## [Problem requirements]
Write only the number of lines in the entries below that contain the string "plain".

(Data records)
────────────────
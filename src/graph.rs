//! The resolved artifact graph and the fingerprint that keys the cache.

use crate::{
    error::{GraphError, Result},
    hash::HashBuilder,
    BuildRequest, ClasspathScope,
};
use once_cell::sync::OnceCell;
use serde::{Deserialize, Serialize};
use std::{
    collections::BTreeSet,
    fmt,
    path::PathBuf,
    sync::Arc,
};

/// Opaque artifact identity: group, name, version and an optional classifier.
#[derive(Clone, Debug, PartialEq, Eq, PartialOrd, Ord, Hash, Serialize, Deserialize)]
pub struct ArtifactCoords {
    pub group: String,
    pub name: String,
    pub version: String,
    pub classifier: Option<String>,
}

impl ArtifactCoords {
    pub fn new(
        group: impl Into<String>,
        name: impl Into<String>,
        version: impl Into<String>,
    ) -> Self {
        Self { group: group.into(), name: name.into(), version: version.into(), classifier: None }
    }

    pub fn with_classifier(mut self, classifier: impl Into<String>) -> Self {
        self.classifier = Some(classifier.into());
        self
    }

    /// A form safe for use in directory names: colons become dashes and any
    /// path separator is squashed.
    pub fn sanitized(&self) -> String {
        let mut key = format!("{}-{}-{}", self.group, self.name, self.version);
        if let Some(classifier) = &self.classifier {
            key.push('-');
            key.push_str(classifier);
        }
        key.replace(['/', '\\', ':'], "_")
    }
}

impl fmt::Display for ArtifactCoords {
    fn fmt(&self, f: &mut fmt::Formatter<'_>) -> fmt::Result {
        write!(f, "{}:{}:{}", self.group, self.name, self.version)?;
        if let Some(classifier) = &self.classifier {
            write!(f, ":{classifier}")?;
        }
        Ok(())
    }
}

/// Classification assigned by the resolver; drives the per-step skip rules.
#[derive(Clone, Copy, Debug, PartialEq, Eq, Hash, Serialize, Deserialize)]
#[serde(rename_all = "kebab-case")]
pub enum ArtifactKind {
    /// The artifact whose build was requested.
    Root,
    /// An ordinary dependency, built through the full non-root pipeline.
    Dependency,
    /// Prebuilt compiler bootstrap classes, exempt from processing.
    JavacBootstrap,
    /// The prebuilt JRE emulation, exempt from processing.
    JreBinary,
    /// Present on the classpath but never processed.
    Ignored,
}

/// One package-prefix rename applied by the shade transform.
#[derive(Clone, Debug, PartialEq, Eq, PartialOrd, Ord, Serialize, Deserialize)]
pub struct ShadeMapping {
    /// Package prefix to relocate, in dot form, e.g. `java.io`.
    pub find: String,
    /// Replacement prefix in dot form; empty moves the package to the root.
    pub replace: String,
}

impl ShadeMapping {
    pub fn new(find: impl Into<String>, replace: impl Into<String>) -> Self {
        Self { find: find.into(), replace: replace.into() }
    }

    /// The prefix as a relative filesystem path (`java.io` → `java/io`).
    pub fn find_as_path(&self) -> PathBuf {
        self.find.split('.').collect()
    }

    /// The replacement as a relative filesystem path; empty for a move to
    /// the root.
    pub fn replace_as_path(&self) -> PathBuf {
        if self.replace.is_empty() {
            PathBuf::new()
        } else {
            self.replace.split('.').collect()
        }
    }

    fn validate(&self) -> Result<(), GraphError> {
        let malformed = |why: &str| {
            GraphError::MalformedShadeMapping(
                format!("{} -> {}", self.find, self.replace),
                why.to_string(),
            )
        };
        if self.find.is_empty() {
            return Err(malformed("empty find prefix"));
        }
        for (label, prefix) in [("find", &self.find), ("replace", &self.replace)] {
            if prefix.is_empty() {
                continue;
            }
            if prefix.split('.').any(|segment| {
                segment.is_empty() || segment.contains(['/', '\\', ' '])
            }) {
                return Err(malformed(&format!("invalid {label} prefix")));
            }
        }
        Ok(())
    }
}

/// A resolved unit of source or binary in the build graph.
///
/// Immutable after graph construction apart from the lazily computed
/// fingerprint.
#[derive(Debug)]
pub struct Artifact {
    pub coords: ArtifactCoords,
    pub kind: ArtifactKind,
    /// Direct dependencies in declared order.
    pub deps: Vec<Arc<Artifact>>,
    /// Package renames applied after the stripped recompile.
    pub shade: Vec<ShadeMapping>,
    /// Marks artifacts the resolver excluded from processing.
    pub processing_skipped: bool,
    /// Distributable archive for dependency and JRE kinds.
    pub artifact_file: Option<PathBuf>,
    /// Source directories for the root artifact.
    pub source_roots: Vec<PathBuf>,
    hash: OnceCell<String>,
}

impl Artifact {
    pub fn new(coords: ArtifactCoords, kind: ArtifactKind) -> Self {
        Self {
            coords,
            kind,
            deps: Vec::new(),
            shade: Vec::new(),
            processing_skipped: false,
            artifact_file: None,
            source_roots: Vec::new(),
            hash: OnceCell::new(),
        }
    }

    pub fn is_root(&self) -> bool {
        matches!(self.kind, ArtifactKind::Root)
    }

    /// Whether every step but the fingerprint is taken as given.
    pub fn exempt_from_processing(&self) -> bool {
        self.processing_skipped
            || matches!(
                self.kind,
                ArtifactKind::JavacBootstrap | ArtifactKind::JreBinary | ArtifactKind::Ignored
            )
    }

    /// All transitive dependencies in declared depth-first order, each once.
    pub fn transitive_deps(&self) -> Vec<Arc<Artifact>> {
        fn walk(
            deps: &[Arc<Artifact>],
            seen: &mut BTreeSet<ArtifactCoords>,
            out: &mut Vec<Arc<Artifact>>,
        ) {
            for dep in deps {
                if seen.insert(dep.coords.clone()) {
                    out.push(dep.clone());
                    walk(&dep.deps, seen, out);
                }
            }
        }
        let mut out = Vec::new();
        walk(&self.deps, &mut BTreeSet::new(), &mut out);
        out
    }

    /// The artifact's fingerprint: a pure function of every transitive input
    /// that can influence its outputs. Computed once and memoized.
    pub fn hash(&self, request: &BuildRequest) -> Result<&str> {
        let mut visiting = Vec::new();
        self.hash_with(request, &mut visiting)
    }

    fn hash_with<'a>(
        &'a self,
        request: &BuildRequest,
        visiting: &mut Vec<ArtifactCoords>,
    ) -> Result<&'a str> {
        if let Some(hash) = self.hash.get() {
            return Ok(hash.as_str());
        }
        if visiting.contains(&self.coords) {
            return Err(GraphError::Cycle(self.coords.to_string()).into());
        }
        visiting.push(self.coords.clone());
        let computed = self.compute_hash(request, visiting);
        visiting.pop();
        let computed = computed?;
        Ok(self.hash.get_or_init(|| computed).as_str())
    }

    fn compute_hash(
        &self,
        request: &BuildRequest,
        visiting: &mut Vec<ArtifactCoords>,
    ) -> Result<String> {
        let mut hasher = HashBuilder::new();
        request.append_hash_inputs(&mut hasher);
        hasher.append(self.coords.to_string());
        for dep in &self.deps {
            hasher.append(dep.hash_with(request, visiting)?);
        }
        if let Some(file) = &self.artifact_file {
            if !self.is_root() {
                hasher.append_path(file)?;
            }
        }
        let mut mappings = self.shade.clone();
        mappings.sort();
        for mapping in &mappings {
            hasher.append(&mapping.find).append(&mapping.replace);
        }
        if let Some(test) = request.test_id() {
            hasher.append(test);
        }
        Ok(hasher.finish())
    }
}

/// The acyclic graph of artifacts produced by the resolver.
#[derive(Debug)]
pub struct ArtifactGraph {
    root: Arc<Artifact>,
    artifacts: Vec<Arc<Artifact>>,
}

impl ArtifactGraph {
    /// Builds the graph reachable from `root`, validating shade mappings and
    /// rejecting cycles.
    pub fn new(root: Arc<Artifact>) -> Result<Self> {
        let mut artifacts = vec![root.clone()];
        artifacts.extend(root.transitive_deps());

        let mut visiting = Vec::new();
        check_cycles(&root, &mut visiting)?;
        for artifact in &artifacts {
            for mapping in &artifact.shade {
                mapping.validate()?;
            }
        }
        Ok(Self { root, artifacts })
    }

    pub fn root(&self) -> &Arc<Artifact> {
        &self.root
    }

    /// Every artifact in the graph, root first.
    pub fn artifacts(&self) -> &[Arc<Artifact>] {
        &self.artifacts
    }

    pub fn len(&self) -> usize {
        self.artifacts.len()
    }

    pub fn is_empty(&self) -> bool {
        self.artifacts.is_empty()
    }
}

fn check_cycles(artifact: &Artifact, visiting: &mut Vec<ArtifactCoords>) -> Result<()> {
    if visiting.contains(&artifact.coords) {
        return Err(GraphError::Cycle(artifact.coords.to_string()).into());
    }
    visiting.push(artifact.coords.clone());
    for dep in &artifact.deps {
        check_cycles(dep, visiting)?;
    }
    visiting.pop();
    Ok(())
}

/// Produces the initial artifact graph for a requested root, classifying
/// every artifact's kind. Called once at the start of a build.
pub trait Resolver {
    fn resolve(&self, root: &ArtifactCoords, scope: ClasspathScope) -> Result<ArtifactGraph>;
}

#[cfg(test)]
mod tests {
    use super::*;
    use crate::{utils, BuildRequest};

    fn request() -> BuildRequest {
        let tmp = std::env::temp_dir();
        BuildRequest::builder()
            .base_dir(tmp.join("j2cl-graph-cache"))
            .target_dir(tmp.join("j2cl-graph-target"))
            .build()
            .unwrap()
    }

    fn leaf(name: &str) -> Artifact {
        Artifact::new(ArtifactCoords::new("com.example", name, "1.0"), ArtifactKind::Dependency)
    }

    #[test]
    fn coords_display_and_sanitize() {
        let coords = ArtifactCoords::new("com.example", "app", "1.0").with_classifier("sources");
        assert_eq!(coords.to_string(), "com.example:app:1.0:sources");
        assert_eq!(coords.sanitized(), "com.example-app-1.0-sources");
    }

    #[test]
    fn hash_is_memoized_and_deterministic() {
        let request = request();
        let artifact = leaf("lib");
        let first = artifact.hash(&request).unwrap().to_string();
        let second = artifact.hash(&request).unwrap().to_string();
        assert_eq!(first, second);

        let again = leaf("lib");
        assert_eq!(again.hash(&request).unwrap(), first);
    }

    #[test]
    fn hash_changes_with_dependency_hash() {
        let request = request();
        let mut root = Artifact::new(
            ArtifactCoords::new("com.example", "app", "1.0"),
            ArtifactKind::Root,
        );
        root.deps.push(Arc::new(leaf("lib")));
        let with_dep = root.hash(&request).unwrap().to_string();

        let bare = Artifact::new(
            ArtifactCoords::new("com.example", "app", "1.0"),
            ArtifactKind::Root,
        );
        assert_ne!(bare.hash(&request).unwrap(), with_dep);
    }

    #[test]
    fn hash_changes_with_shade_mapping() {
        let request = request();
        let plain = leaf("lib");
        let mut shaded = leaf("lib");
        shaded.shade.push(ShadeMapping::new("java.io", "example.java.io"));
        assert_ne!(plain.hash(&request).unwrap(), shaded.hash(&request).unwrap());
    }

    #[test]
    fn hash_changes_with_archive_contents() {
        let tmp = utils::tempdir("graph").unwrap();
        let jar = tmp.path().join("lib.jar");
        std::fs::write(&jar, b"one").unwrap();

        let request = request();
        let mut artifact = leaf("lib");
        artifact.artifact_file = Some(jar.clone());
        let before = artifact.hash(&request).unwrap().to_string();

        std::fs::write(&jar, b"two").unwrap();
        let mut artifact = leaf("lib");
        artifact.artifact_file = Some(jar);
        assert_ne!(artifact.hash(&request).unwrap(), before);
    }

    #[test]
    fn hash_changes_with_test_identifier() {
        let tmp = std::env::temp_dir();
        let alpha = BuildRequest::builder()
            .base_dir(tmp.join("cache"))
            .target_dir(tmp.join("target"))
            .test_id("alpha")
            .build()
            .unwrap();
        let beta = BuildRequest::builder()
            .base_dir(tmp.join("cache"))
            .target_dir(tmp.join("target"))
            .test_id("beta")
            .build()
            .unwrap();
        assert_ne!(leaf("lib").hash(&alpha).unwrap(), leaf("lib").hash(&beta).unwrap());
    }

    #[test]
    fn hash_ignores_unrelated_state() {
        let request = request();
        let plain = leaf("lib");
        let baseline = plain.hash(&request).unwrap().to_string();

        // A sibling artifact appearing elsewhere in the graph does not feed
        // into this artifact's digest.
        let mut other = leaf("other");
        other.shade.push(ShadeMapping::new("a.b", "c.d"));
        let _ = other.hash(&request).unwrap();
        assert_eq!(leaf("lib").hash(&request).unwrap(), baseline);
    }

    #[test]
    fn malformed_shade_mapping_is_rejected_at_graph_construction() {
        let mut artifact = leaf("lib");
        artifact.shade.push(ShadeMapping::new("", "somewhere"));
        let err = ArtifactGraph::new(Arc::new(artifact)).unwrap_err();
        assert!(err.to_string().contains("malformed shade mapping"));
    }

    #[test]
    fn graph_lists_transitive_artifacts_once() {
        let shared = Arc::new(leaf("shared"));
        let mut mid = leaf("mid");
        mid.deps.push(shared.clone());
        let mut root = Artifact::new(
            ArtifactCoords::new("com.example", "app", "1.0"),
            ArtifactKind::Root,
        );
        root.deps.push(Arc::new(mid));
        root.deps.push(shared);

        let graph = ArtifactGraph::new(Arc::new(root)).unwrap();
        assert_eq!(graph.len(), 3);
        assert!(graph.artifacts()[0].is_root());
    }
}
────────────────
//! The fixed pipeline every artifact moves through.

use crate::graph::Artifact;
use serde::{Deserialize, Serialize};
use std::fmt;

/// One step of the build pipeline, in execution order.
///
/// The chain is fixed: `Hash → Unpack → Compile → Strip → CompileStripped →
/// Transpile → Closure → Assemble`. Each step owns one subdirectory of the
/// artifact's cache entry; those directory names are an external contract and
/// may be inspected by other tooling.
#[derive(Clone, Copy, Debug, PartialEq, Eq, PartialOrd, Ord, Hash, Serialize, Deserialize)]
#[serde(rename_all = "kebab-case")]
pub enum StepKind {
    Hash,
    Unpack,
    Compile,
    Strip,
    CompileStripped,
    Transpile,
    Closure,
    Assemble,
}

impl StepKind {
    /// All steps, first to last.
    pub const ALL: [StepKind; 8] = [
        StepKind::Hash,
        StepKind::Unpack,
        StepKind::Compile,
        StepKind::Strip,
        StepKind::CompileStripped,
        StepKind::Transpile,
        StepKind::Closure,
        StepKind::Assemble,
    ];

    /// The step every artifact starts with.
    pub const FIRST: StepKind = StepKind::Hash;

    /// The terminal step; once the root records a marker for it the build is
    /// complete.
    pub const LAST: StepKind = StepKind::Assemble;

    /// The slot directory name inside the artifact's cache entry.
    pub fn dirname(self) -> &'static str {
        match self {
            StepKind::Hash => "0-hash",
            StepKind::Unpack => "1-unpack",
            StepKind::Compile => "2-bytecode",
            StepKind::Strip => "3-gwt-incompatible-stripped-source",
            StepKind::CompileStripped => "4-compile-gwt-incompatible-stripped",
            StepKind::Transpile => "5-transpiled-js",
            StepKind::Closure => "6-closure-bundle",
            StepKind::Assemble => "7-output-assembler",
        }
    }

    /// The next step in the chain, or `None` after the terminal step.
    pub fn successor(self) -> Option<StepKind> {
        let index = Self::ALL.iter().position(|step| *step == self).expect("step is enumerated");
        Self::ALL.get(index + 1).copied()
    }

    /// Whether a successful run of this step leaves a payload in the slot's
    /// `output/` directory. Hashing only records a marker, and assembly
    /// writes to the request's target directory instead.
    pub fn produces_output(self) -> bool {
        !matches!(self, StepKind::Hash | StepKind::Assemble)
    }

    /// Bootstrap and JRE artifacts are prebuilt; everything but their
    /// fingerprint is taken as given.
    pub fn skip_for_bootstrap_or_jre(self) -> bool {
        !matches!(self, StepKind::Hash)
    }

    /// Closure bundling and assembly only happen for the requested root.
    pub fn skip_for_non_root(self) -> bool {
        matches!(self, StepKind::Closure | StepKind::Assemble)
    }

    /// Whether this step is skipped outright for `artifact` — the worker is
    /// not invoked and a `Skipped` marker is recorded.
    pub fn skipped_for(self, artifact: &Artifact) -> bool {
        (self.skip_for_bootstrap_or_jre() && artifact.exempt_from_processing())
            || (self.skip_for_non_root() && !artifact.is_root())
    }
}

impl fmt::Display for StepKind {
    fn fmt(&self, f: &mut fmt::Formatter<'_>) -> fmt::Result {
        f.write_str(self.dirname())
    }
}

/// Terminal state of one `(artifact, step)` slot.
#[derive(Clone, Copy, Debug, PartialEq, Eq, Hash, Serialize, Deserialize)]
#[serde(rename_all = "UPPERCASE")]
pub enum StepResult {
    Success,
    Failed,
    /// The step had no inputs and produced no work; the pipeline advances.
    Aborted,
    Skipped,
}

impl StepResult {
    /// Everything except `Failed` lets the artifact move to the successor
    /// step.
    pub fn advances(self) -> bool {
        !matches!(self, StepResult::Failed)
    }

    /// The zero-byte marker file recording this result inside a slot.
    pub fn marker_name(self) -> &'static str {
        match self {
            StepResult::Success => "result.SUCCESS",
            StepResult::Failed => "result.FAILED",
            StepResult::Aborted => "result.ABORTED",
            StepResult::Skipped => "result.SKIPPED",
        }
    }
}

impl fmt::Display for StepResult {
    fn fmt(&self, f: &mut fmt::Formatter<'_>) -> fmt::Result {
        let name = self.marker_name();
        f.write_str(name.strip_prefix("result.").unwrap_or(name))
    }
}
────────────────
## [Response]
4